Enhance Your Learning Speed & Health Using Neuroscience-Based Protocols
Summary
Dr. Poppy Crum, neuroscientist and former Chief Scientist at Dolby Laboratories, discusses how neuroplasticity shapes our brains through technology, environment, and experience. The conversation covers how AI and emerging “hearable” technologies can be leveraged to accelerate learning, build custom training tools, and optimize both waking and sleep states. A central theme is the distinction between using technology to amplify cognitive ability versus using it to replace mental effort.
Key Takeaways
- Your brain is more plastic than you think — cortical resources are continuously reallocated based on what you practice and what environments you live in.
- Playing 40 hours of an action video game (e.g., Call of Duty) measurably improves contrast sensitivity and probabilistic inference speed — and the effect persists for at least a year.
- Using AI to self-test is one of the most powerful learning strategies — find your weak areas, have AI quiz you on them away from the material, and iterate.
- Germane cognitive load (the mental effort to build schemas) is what drives real learning — LLMs reduce it when used to write for you, undermining long-term retention and generalization.
- Closed-loop feedback environments — where real-time data on your performance is fed back to you — are among the most effective ways to accelerate skill acquisition.
- Technology is not inherently good or bad — the critical question is: are you using it to gain insight and grow cognitively, or to replace a cognitive step and go faster without building capability?
- AI can be used right now to build computer vision apps (no coding required) that provide sophisticated analytics on physical performance (swimming stroke, running gait, etc.).
- Emerging “hearable” technologies will be able to read your physiological and cognitive state and adjust your environment in real time to optimize focus, relaxation, and connection.
Detailed Notes
Neuroplasticity and Brain Allocation
- Neuroplasticity means the brain continuously reallocates cellular resources based on what you engage with — your environment, tools, and practices all shape your neural architecture.
- The homunculus (Wilder Penfield, 1940s) is a cortical map showing how much brain real estate is devoted to different body parts. Modern examples: thumb areas have expanded due to smartphone use; driving-related areas may be shrinking as autonomous vehicles become common.
- Expertise causes brain regions to become both larger and more specific — a violinist develops greater resolution in the fingertip representation of the somatosensory cortex.

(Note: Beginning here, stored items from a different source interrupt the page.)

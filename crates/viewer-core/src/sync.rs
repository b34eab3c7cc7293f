//! Primary → secondary viewer synchronization
//!
//! A single-slot, last-write-wins channel. The primary viewer overwrites
//! the slot on every publish; a subscriber only ever sees the newest
//! snapshot and may skip intermediate ones. Publishing never blocks on
//! the subscriber and never fails, whether or not anyone is listening.

use crate::zoom::ZoomController;
use doc_model::ViewerSnapshot;
use std::sync::atomic::{AtomicBool, Ordering};
use std::sync::{Arc, Condvar, Mutex, MutexGuard, PoisonError};
use std::time::{Duration, Instant};

#[derive(Debug, Default)]
struct Slot {
    latest: Option<ViewerSnapshot>,
    version: u64,
}

#[derive(Debug, Default)]
struct Shared {
    slot: Mutex<Slot>,
    updated: Condvar,
    subscribed: AtomicBool,
}

impl Shared {
    fn slot(&self) -> MutexGuard<'_, Slot> {
        self.slot.lock().unwrap_or_else(PoisonError::into_inner)
    }
}

#[derive(Debug, Clone, Default)]
pub struct ViewerSyncChannel {
    shared: Arc<Shared>,
}

impl ViewerSyncChannel {
    pub fn new() -> Self {
        Self::default()
    }

    pub fn publish(&self, snapshot: ViewerSnapshot) {
        {
            let mut slot = self.shared.slot();
            log::debug!("publishing snapshot page {}/{}", snapshot.page, snapshot.page_count);
            slot.latest = Some(snapshot);
            slot.version += 1;
        }

        self.shared.updated.notify_all();
    }

    /// Re-delivers the latest snapshot as if it were new.
    pub fn republish(&self) -> bool {
        let Some(snapshot) = self.latest() else {
            return false;
        };

        self.publish(snapshot);
        true
    }

    pub fn latest(&self) -> Option<ViewerSnapshot> {
        self.shared.slot().latest.clone()
    }

    pub fn is_subscribed(&self) -> bool {
        self.shared.subscribed.load(Ordering::Acquire)
    }

    /// Attaches the single consumer. Returns `None` while another
    /// subscriber is alive.
    pub fn subscribe(&self) -> Option<SnapshotSubscriber> {
        if self.shared.subscribed.swap(true, Ordering::AcqRel) {
            return None;
        }

        Some(SnapshotSubscriber { shared: Arc::clone(&self.shared), seen: 0 })
    }
}

/// Receiving end. Dropping it detaches from the channel.
#[derive(Debug)]
pub struct SnapshotSubscriber {
    shared: Arc<Shared>,
    seen: u64,
}

impl SnapshotSubscriber {
    /// Newest snapshot not yet seen by this subscriber, if any.
    pub fn try_latest(&mut self) -> Option<ViewerSnapshot> {
        let slot = self.shared.slot();
        if slot.version <= self.seen {
            return None;
        }

        self.seen = slot.version;
        slot.latest.clone()
    }

    pub fn wait_latest(&mut self, timeout: Duration) -> Option<ViewerSnapshot> {
        let deadline = Instant::now() + timeout;
        let mut slot = self.shared.slot();

        while slot.version <= self.seen {
            let remaining = deadline.saturating_duration_since(Instant::now());
            if remaining.is_zero() {
                return None;
            }

            let (guard, _) = self
                .shared
                .updated
                .wait_timeout(slot, remaining)
                .unwrap_or_else(PoisonError::into_inner);
            slot = guard;
        }

        self.seen = slot.version;
        slot.latest.clone()
    }
}

impl Drop for SnapshotSubscriber {
    fn drop(&mut self) {
        self.shared.subscribed.store(false, Ordering::Release);
    }
}

/// Read-only mirror of the primary viewer living in another window.
///
/// Local zoom is independent of the primary and resets whenever the
/// mirrored document or page changes.
#[derive(Debug)]
pub struct SecondaryViewer {
    subscriber: SnapshotSubscriber,
    current: Option<ViewerSnapshot>,
    zoom: ZoomController,
    needs_render: bool,
}

impl SecondaryViewer {
    pub fn new(subscriber: SnapshotSubscriber, zoom: ZoomController) -> Self {
        Self { subscriber, current: None, zoom, needs_render: false }
    }

    /// Applies the newest pending snapshot. Returns `true` if one was
    /// delivered, including a re-delivery of the snapshot already shown.
    pub fn sync(&mut self) -> bool {
        match self.subscriber.try_latest() {
            Some(snapshot) => self.apply(snapshot),
            None => false,
        }
    }

    pub fn wait_for_update(&mut self, timeout: Duration) -> bool {
        match self.subscriber.wait_latest(timeout) {
            Some(snapshot) => self.apply(snapshot),
            None => false,
        }
    }

    pub fn snapshot(&self) -> Option<&ViewerSnapshot> {
        self.current.as_ref()
    }

    pub fn zoom(&self) -> &ZoomController {
        &self.zoom
    }

    pub fn zoom_mut(&mut self) -> &mut ZoomController {
        &mut self.zoom
    }

    /// Whether the mirror has changed since the last call.
    pub fn take_needs_render(&mut self) -> bool {
        std::mem::take(&mut self.needs_render)
    }

    fn apply(&mut self, snapshot: ViewerSnapshot) -> bool {
        let view_moved = self.current.as_ref().map_or(true, |current| {
            current.content_ref != snapshot.content_ref || current.page != snapshot.page
        });
        if view_moved {
            self.zoom.reset();
        }

        self.current = Some(snapshot);
        self.needs_render = true;
        true
    }
}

- You can predict a person’s hearing thresholds based on the city they grew up in — urban noise environments shape auditory sensitivity at a foundational level.
Technology, Brain Change, and the Smartphone Generation
- The brain treats technologies as extensions — the statistics of your environment (including digital environments) modify neural circuits through repeated exposure.

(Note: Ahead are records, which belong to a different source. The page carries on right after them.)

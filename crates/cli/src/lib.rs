mod replay;

use anyhow::{Context, Result};
use clap::{Parser, Subcommand};
use doc_model::{ImageRef, Size, Stamp};
use pdf_engine::{default_rasterizer, OpenSource, PageRasterizer};
use serde::Serialize;
use std::ffi::OsString;
use std::fs;
use std::path::{Path, PathBuf};
use storage::Storage;

pub use replay::{ReplayAction, ReplayReport};

#[derive(Debug, Parser)]
#[command(name = "dropshelf-cli")]
#[command(about = "Dropshelf document viewer CLI")]
pub struct Cli {
    #[command(subcommand)]
    command: Commands,
}

#[derive(Debug, Subcommand)]
enum Commands {
    /// Print machine-readable PDF metadata.
    Info {
        #[arg(value_name = "FILE")]
        file: PathBuf,
    },
    /// Drive a headless viewer through a JSON action script.
    Replay {
        #[arg(value_name = "FILE")]
        file: PathBuf,
        #[arg(long, value_name = "SCRIPT")]
        script: PathBuf,
        #[arg(long, value_parser = parse_viewport, default_value = "800x600")]
        viewport: Size,
        #[arg(long, value_name = "DIR")]
        data_dir: Option<PathBuf>,
    },
    /// Render one page to a PNG.
    RenderPage {
        #[arg(value_name = "FILE")]
        file: PathBuf,
        #[arg(long, default_value_t = 1)]
        page: u32,
        #[arg(long, default_value_t = 1.0)]
        scale: f32,
        #[arg(long)]
        output: Option<PathBuf>,
    },
    /// Manage the saved stamp library.
    Stamps {
        #[command(subcommand)]
        command: StampsCommand,
        #[arg(long, value_name = "DIR", global = true)]
        data_dir: Option<PathBuf>,
    },
    /// Print the effective viewer settings.
    Settings {
        #[arg(long, value_name = "DIR")]
        data_dir: Option<PathBuf>,
    },
    /// Print CLI version.
    Version,
}

#[derive(Debug, Subcommand)]
enum StampsCommand {
    List,
    Add {
        #[arg(long)]
        label: String,
        #[arg(long, value_name = "REF")]
        image: String,
    },
}

#[derive(Debug, Serialize)]
struct InfoOutput {
    path: String,
    page_count: u32,
    pages: Vec<PageSizeOutput>,
}

#[derive(Debug, Serialize)]
struct PageSizeOutput {
    width: f32,
    height: f32,
}

pub fn run<I, T>(args: I) -> Result<()>
where
    I: IntoIterator<Item = T>,
    T: Into<OsString> + Clone,
{
    let cli = Cli::parse_from(args);

    match cli.command {
        Commands::Info { file } => run_info(&file),
        Commands::Replay { file, script, viewport, data_dir } => {
            run_replay(&file, &script, viewport, data_dir)
        }
        Commands::RenderPage { file, page, scale, output } => {
            run_render_page(&file, page, scale, output.as_deref())
        }
        Commands::Stamps { command, data_dir } => run_stamps(command, data_dir),
        Commands::Settings { data_dir } => {
            let storage = open_storage(data_dir)?;
            let settings = storage.load_settings().context("failed to load settings")?;
            print_json(&settings)
        }
        Commands::Version => {
            println!("{}", env!("CARGO_PKG_VERSION"));
            Ok(())
        }
    }
}

fn run_info(file: &Path) -> Result<()> {
    ensure_pdf_exists(file)?;

    let mut rasterizer = default_rasterizer();
    let opened = rasterizer.open(OpenSource::from(file)).context("failed to open PDF")?;

    let pages = (0..opened.page_count)
        .map(|index| -> Result<PageSizeOutput> {
            let size = rasterizer.page_size(opened.handle, index)?;
            Ok(PageSizeOutput { width: size.width_pt, height: size.height_pt })
        })
        .collect::<Result<Vec<_>>>()
        .context("failed to read page sizes")?;

    let payload =
        InfoOutput { path: file.display().to_string(), page_count: opened.page_count, pages };
    print_json(&payload)?;

    rasterizer.close(opened.handle)?;
    Ok(())
}

fn run_replay(file: &Path, script: &Path, viewport: Size, data_dir: Option<PathBuf>) -> Result<()> {
    ensure_pdf_exists(file)?;

    let raw = fs::read(script)
        .with_context(|| format!("failed to read script {}", script.display()))?;
    let actions: Vec<ReplayAction> = serde_json::from_slice(&raw)
        .with_context(|| format!("invalid replay script {}", script.display()))?;

    let storage = open_storage(data_dir)?;
    let report = replay::replay(file, &actions, viewport, &storage)?;
    print_json(&report)
}

fn run_render_page(file: &Path, page: u32, scale: f32, output: Option<&Path>) -> Result<()> {
    ensure_pdf_exists(file)?;

    if page == 0 {
        anyhow::bail!("--page is 1-based and must be >= 1");
    }
    if !(scale.is_finite() && scale > 0.0) {
        anyhow::bail!("--scale must be a positive number");
    }

    let mut rasterizer = default_rasterizer();
    let opened = rasterizer.open(OpenSource::from(file)).context("failed to open PDF")?;

    let image = rasterizer
        .render_page(opened.handle, page - 1, scale)
        .context("failed to render page")?;

    let output = output.map(ToOwned::to_owned).unwrap_or_else(|| default_page_output(file, page));

    if let Some(parent) = output.parent() {
        fs::create_dir_all(parent)?;
    }

    image
        .save(&output)
        .with_context(|| format!("failed to write image to {}", output.display()))?;

    println!("{}", output.display());

    rasterizer.close(opened.handle)?;
    Ok(())
}

fn run_stamps(command: StampsCommand, data_dir: Option<PathBuf>) -> Result<()> {
    let storage = open_storage(data_dir)?;

    match command {
        StampsCommand::List => {
            let stamps = storage.load_stamps().context("failed to load stamps")?;
            print_json(&stamps)
        }
        StampsCommand::Add { label, image } => {
            let stamp = Stamp::new(label, ImageRef(image));
            let id = stamp.id;
            storage.append_stamp(stamp).context("failed to save stamp")?;
            println!("{id}");
            Ok(())
        }
    }
}

fn open_storage(data_dir: Option<PathBuf>) -> Result<Storage> {
    match data_dir {
        Some(root) => Ok(Storage::with_root(root)),
        None => Storage::from_default_project().context("failed to locate data directory"),
    }
}

fn print_json<T: Serialize>(value: &T) -> Result<()> {
    let json = serde_json::to_string_pretty(value)?;
    println!("{json}");
    Ok(())
}

fn parse_viewport(raw: &str) -> Result<Size, String> {
    let (width, height) =
        raw.split_once(['x', 'X']).ok_or_else(|| format!("expected WIDTHxHEIGHT, got {raw}"))?;

    let parse = |value: &str| {
        value
            .trim()
            .parse::<f32>()
            .ok()
            .filter(|value| value.is_finite() && *value > 0.0)
            .ok_or_else(|| format!("invalid viewport dimension: {value}"))
    };

    Ok(Size::new(parse(width)?, parse(height)?))
}

fn ensure_pdf_exists(path: &Path) -> Result<()> {
    if !path.exists() {
        anyhow::bail!("file does not exist: {}", path.display());
    }

    if !path.is_file() {
        anyhow::bail!("path is not a file: {}", path.display());
    }

    Ok(())
}

fn default_page_output(file: &Path, page: u32) -> PathBuf {
    let stem = file.file_stem().and_then(|name| name.to_str()).unwrap_or("page");

    file.with_file_name(format!("{stem}-page-{page}.png"))
}
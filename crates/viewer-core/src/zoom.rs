//! Zoom-to-selection with LIFO undo.

use crate::transform::{document_to_screen, screen_to_document, PageFrame};
use doc_model::{Rect, ZoomState};

pub const DEFAULT_MIN_SELECTION: f32 = 10.0;

/// What a single `step_back` did.
#[derive(Debug, Clone, Copy, PartialEq, Eq)]
pub enum StepBack {
    /// Popped the previous transform off the history.
    Restored,
    /// History was empty; jumped straight to the reset transform.
    Reset,
    /// Already at reset with nothing to undo.
    Unchanged,
}

#[derive(Debug, Clone)]
pub struct ZoomController {
    current: ZoomState,
    history: Vec<ZoomState>,
    min_selection: f32,
}

impl Default for ZoomController {
    fn default() -> Self {
        Self::new()
    }
}

impl ZoomController {
    pub fn new() -> Self {
        Self::with_min_selection(DEFAULT_MIN_SELECTION)
    }

    pub fn with_min_selection(min_selection: f32) -> Self {
        Self { current: ZoomState::RESET, history: Vec::new(), min_selection }
    }

    pub fn current(&self) -> ZoomState {
        self.current
    }

    pub fn history(&self) -> &[ZoomState] {
        &self.history
    }

    pub fn history_depth(&self) -> usize {
        self.history.len()
    }

    pub fn min_selection(&self) -> f32 {
        self.min_selection
    }

    /// Replaces the current transform without recording history.
    pub fn set_current(&mut self, state: ZoomState) {
        self.current = state;
    }

    /// Zooms so that `selection` (screen space) fills the viewport and is
    /// centered in it. Returns `false` and leaves everything untouched
    /// when the selection is too small on either axis.
    pub fn zoom_to_selection(&mut self, selection: Rect, frame: &PageFrame) -> bool {
        if !selection.exceeds(self.min_selection) {
            log::debug!(
                "ignoring zoom selection {:.1}x{:.1} below minimum {:.1}",
                selection.width,
                selection.height,
                self.min_selection
            );
            return false;
        }

        let viewport = frame.viewport;
        if viewport.is_empty() {
            return false;
        }

        let previous = self.current;
        let target = screen_to_document(selection.center(), &previous, frame);

        let fit = (viewport.width / selection.width).min(viewport.height / selection.height);
        let scale = previous.scale * fit;

        let unpanned = ZoomState::new(scale, 0.0, 0.0);
        let projected = document_to_screen(target, &unpanned, frame);
        let center = viewport.center();

        self.history.push(previous);
        self.current = ZoomState::new(scale, center.x - projected.x, center.y - projected.y);

        log::debug!(
            "zoomed to scale {:.3} (history depth {})",
            self.current.scale,
            self.history.len()
        );

        true
    }

    pub fn step_back(&mut self) -> StepBack {
        if let Some(previous) = self.history.pop() {
            self.current = previous;
            return StepBack::Restored;
        }

        if !self.current.is_reset() {
            self.current = ZoomState::RESET;
            return StepBack::Reset;
        }

        StepBack::Unchanged
    }

    pub fn reset(&mut self) {
        self.history.clear();
        self.current = ZoomState::RESET;
    }

    /// Shifts the pan offset. Only allowed while zoomed in; no clamping.
    pub fn pan(&mut self, delta_x: f32, delta_y: f32) -> bool {
        if !self.current.can_pan() {
            return false;
        }

        self.current.offset_x += delta_x;
        self.current.offset_y += delta_y;
        true
    }
}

- Texting has created new patterns of multi-sensory integration: internal vocalization + visual reading + rapid emotional interpretation, all at high speed.
- A key generational divide exists: people who adopted smartphones after brain development experience them differently than those whose brains developed with smartphones as a baseline social tool.
- Lossy compression analogy: Texting acronyms and shorthand function like perceptual compression algorithms (similar to MP3) — less raw data is transmitted, but the recipient’s brain reconstructs a rich cognitive and emotional experience from context.
Video Games and Cognitive Training
- Self-identified gamers show higher contrast sensitivity — the ability to detect visual edges and differentiation — compared to non-gamers.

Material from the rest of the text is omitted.